I’ve got someone in mind for him. 🙂
Margalit? Really? In Boston? I’m not sure I want a woman who is smarter than me.
Will — and maybe that “bring back a spine” line is coming from my wii-fit trainer, who is always bugging me to have better balance.
If you are coming out of NY toward MA come visit Jan and I!
Have fun with your mom. Find me if you want to go to a movie or go roller skating – or whatever.
Jeesh Neil. You are like the Don Juan of the Internet. You know how many men would kill to have a following like you do?
Have a good time in New York.

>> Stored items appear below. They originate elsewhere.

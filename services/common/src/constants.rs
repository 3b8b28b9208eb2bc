//! Common constants used across the venue services
//!
//! Single source of truth for numeric limits and fixed-point scales.

// Fixed-point arithmetic constants
/// Fixed-point scale factor for prices (4 decimal places)
pub const FIXED_POINT_SCALE: i64 = 10_000;
/// Fixed-point scale as f64, for boundary conversions only
pub const FIXED_POINT_SCALE_F64: f64 = 10_000.0;

// Numeric limits for validation
/// Largest accepted price in ticks (1 billion units)
pub const MAX_PRICE_TICKS: i64 = 1_000_000_000 * FIXED_POINT_SCALE;
/// Largest accepted order quantity in shares
pub const MAX_QUANTITY: i64 = 1_000_000_000;
/// Smallest accepted order quantity in shares
pub const MIN_QUANTITY: i64 = 1;

// Symbol constraints
/// Longest accepted ticker
pub const MAX_SYMBOL_LEN: usize = 12;
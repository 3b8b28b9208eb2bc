//! Unit tests for order lifecycle management

use chrono::Utc;
use proptest::prelude::*;
use rstest::*;
use services_common::{MAX_QUANTITY, Px, Qty, Symbol};
use uuid::Uuid;

use matching_engine::error::{InvariantViolation, ValidationError};
use matching_engine::lifecycle::{apply_fill, cancel, derive_status, status_is_consistent, validate_request};
use matching_engine::order::{Order, OrderCategory, OrderRequest, OrderSide, OrderStatus};

/// Test fixture for a fresh resting limit order
#[fixture]
fn valid_order() -> Order {
    let now = Utc::now();
    Order {
        id: Uuid::new_v4(),
        sequence_number: 1,
        side: OrderSide::Buy,
        category: OrderCategory::Limit,
        symbol: Symbol::parse("QNTUM").expect("valid symbol"),
        quantity: Qty::from_i64(100),
        filled_quantity: Qty::ZERO,
        price: Px::from_units(87),
        status: OrderStatus::Pending,
        user_id: 7,
        created_at: now,
        updated_at: now,
    }
}

fn request(category: OrderCategory, quantity: i64, price: Option<Px>) -> OrderRequest {
    OrderRequest {
        side: OrderSide::Sell,
        category,
        symbol: Symbol::parse("QNTUM").expect("valid symbol"),
        quantity: Qty::from_i64(quantity),
        price,
        user_id: 1,
    }
}

#[rstest]
#[case(100, 0, OrderStatus::Pending)]
#[case(100, 1, OrderStatus::PartiallyFilled)]
#[case(100, 99, OrderStatus::PartiallyFilled)]
#[case(100, 100, OrderStatus::Matched)]
#[case(1, 1, OrderStatus::Matched)]
fn test_status_derivation(#[case] quantity: i64, #[case] filled: i64, #[case] expected: OrderStatus) {
    assert_eq!(derive_status(Qty::from_i64(quantity), Qty::from_i64(filled)), expected);
}

#[rstest]
fn test_fills_walk_the_lifecycle(mut valid_order: Order) {
    apply_fill(&mut valid_order, Qty::from_i64(40), Utc::now()).expect("first fill");
    assert_eq!(valid_order.status, OrderStatus::PartiallyFilled);
    assert_eq!(valid_order.remaining_quantity(), Qty::from_i64(60));
    assert!(valid_order.is_resting());

    apply_fill(&mut valid_order, Qty::from_i64(60), Utc::now()).expect("final fill");
    assert_eq!(valid_order.status, OrderStatus::Matched);
    assert!(valid_order.is_terminal());
    assert!(!valid_order.is_resting());
}

#[rstest]
fn test_overfill_is_rejected_without_mutation(mut valid_order: Order) {
    let before = valid_order.clone();
    let err = apply_fill(&mut valid_order, Qty::from_i64(101), Utc::now()).expect_err("overfill");
    assert!(matches!(err, InvariantViolation::Overfill { .. }));
    assert_eq!(valid_order, before);

    let err = apply_fill(&mut valid_order, Qty::ZERO, Utc::now()).expect_err("empty fill");
    assert!(matches!(err, InvariantViolation::Overfill { .. }));
}

#[rstest]
fn test_fill_on_cancelled_order_is_rejected(mut valid_order: Order) {
    cancel(&mut valid_order, Utc::now());
    let err = apply_fill(&mut valid_order, Qty::from_i64(1), Utc::now()).expect_err("terminal");
    assert_eq!(
        err,
        InvariantViolation::FillOnTerminal {
            order_id: valid_order.id,
            status: OrderStatus::Cancelled,
        }
    );
}

#[rstest]
fn test_cancel_keeps_fills_and_is_idempotent(mut valid_order: Order) {
    apply_fill(&mut valid_order, Qty::from_i64(30), Utc::now()).expect("fill");
    cancel(&mut valid_order, Utc::now());
    assert_eq!(valid_order.status, OrderStatus::Cancelled);
    assert_eq!(valid_order.filled_quantity, Qty::from_i64(30));

    cancel(&mut valid_order, Utc::now());
    assert_eq!(valid_order.status, OrderStatus::Cancelled);
    assert_eq!(valid_order.filled_quantity, Qty::from_i64(30));
    assert!(status_is_consistent(&valid_order));
}

#[rstest]
fn test_inconsistent_status_is_detected(mut valid_order: Order) {
    valid_order.filled_quantity = Qty::from_i64(100);
    valid_order.status = OrderStatus::PartiallyFilled;
    assert!(!status_is_consistent(&valid_order));

    valid_order.filled_quantity = Qty::from_i64(101);
    valid_order.status = OrderStatus::Matched;
    assert!(!status_is_consistent(&valid_order));
}

#[rstest]
#[case::limit(OrderCategory::Limit, 10, Some(Px::from_units(5)))]
#[case::market_without_price(OrderCategory::Market, 10, None)]
#[case::market_price_ignored(OrderCategory::Market, 10, Some(Px::ZERO))]
#[case::max_quantity(OrderCategory::Limit, MAX_QUANTITY, Some(Px::from_cents(1)))]
fn test_valid_requests(#[case] category: OrderCategory, #[case] quantity: i64, #[case] price: Option<Px>) {
    assert_eq!(validate_request(&request(category, quantity, price)), Ok(()));
}

#[rstest]
#[case::zero_quantity(OrderCategory::Limit, 0, Some(Px::from_units(5)))]
#[case::negative_quantity(OrderCategory::Market, -5, None)]
#[case::quantity_over_limit(OrderCategory::Limit, MAX_QUANTITY + 1, Some(Px::from_units(5)))]
fn test_invalid_quantity(#[case] category: OrderCategory, #[case] quantity: i64, #[case] price: Option<Px>) {
    assert!(matches!(
        validate_request(&request(category, quantity, price)),
        Err(ValidationError::InvalidQuantity { .. })
    ));
}

#[rstest]
#[case::missing(None)]
#[case::zero(Some(Px::ZERO))]
#[case::negative(Some(Px::from_units(-3)))]
#[case::over_limit(Some(Px::from_i64(i64::MAX)))]
fn test_invalid_limit_price(#[case] price: Option<Px>) {
    assert!(matches!(
        validate_request(&request(OrderCategory::Limit, 10, price)),
        Err(ValidationError::InvalidPrice { .. })
    ));
}

proptest! {
    #[test]
    fn test_fills_never_exceed_quantity(quantity in 1i64..10_000, fills in prop::collection::vec(1i64..5_000, 0..20)) {
        let mut order = valid_order();
        order.quantity = Qty::from_i64(quantity);

        for fill in fills {
            let before = order.filled_quantity;
            match apply_fill(&mut order, Qty::from_i64(fill), Utc::now()) {
                Ok(()) => prop_assert_eq!(order.filled_quantity.as_i64(), before.as_i64() + fill),
                Err(_) => prop_assert_eq!(order.filled_quantity, before),
            }
            prop_assert!(order.filled_quantity <= order.quantity);
            prop_assert!(status_is_consistent(&order));
        }
    }
}
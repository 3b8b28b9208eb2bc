//! Order and trade persistence
//!
//! The store is the system of record. The engine reads eligible resting
//! orders and writes fills and trades through a [`StoreTransaction`], so a
//! unit either commits completely or leaves no trace.

use async_trait::async_trait;
use chrono::{DateTime, Utc};
use services_common::{Px, Qty, Symbol};

use crate::error::StoreResult;
use crate::order::{Order, OrderId, OrderSide, OrderStatus, Trade, TradeId};

mod memory;
mod postgres;

pub use memory::MemoryStore;
pub use postgres::{PgStore, run_migrations};

/// Durable order and trade storage
#[async_trait]
pub trait OrderStore: Send + Sync {
    /// Persist a new order and return it with its store-assigned sequence
    /// number
    async fn create_order(&self, order: Order) -> StoreResult<Order>;

    /// Open a unit of work
    async fn begin(&self) -> StoreResult<Box<dyn StoreTransaction>>;

    /// Order by id
    async fn load_order(&self, order_id: OrderId) -> StoreResult<Option<Order>>;

    /// All orders, newest first
    async fn list_orders(&self) -> StoreResult<Vec<Order>>;

    /// Orders of one instrument, newest first
    async fn orders_by_symbol(&self, symbol: &Symbol) -> StoreResult<Vec<Order>>;

    /// Orders of one client, newest first
    async fn orders_by_user(&self, user_id: u64) -> StoreResult<Vec<Order>>;

    /// Open orders (PENDING or PARTIALLY_FILLED) of every instrument and
    /// category, in creation order
    async fn load_resting_orders(&self) -> StoreResult<Vec<Order>>;

    /// Trade by id
    async fn load_trade(&self, trade_id: TradeId) -> StoreResult<Option<Trade>>;

    /// All trades, newest first
    async fn list_trades(&self) -> StoreResult<Vec<Trade>>;

    /// Trades an order took part in, oldest first
    async fn trades_for_order(&self, order_id: OrderId) -> StoreResult<Vec<Trade>>;
}

/// A unit of work. Dropping a transaction without committing discards it.
#[async_trait]
pub trait StoreTransaction: Send {
    /// Order by id, as seen by this unit
    async fn load_order(&mut self, order_id: OrderId) -> StoreResult<Option<Order>>;

    /// Open limit orders on `side` of `symbol` priced within `price_bound`,
    /// best price first, then oldest first. Sell orders qualify when priced
    /// at or below the bound, buy orders at or above it; `None` admits any
    /// price.
    async fn fetch_eligible_resting_orders(
        &mut self,
        symbol: &Symbol,
        side: OrderSide,
        price_bound: Option<Px>,
    ) -> StoreResult<Vec<Order>>;

    /// Overwrite an order's fill state
    async fn update_order(
        &mut self,
        order_id: OrderId,
        filled_quantity: Qty,
        status: OrderStatus,
        updated_at: DateTime<Utc>,
    ) -> StoreResult<()>;

    /// Append a trade
    async fn create_trade(&mut self, trade: &Trade) -> StoreResult<TradeId>;

    /// Make every write of the unit durable
    async fn commit(self: Box<Self>) -> StoreResult<()>;

    /// Discard every write of the unit
    async fn rollback(self: Box<Self>) -> StoreResult<()>;
}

And MA. And MN. And…
I love that the odds are better on the editor asking you to write the novel than meeting up with Dooce at the airport.
Good luck. Hope you really do have a good time. I was going to say good quality alone time, but imagined where your mind went with it and… well… typed it anyway.
I love your self analysis. It always ALWAYS makes me laugh.
I was thinking of a friend who would put stress into perspective. Things were 1, 2 or 3. So he’d be going through some hellacious time and he’d say, “Oh, this is 3! And then he’d proceed as though everything was normal. Some things he’d assign a 2 –which of course would get upgraded to a 3. Sometimes it’d be downgraded to 1, but only after he’d shoved it to 3.
But to all those who knew him, he always looked like he had 0 stress.
Anyway, the 1’s were constant stressers. I can’t remember him ever not having at a few 1’s which was the everyday stuff –money, the getting of sex.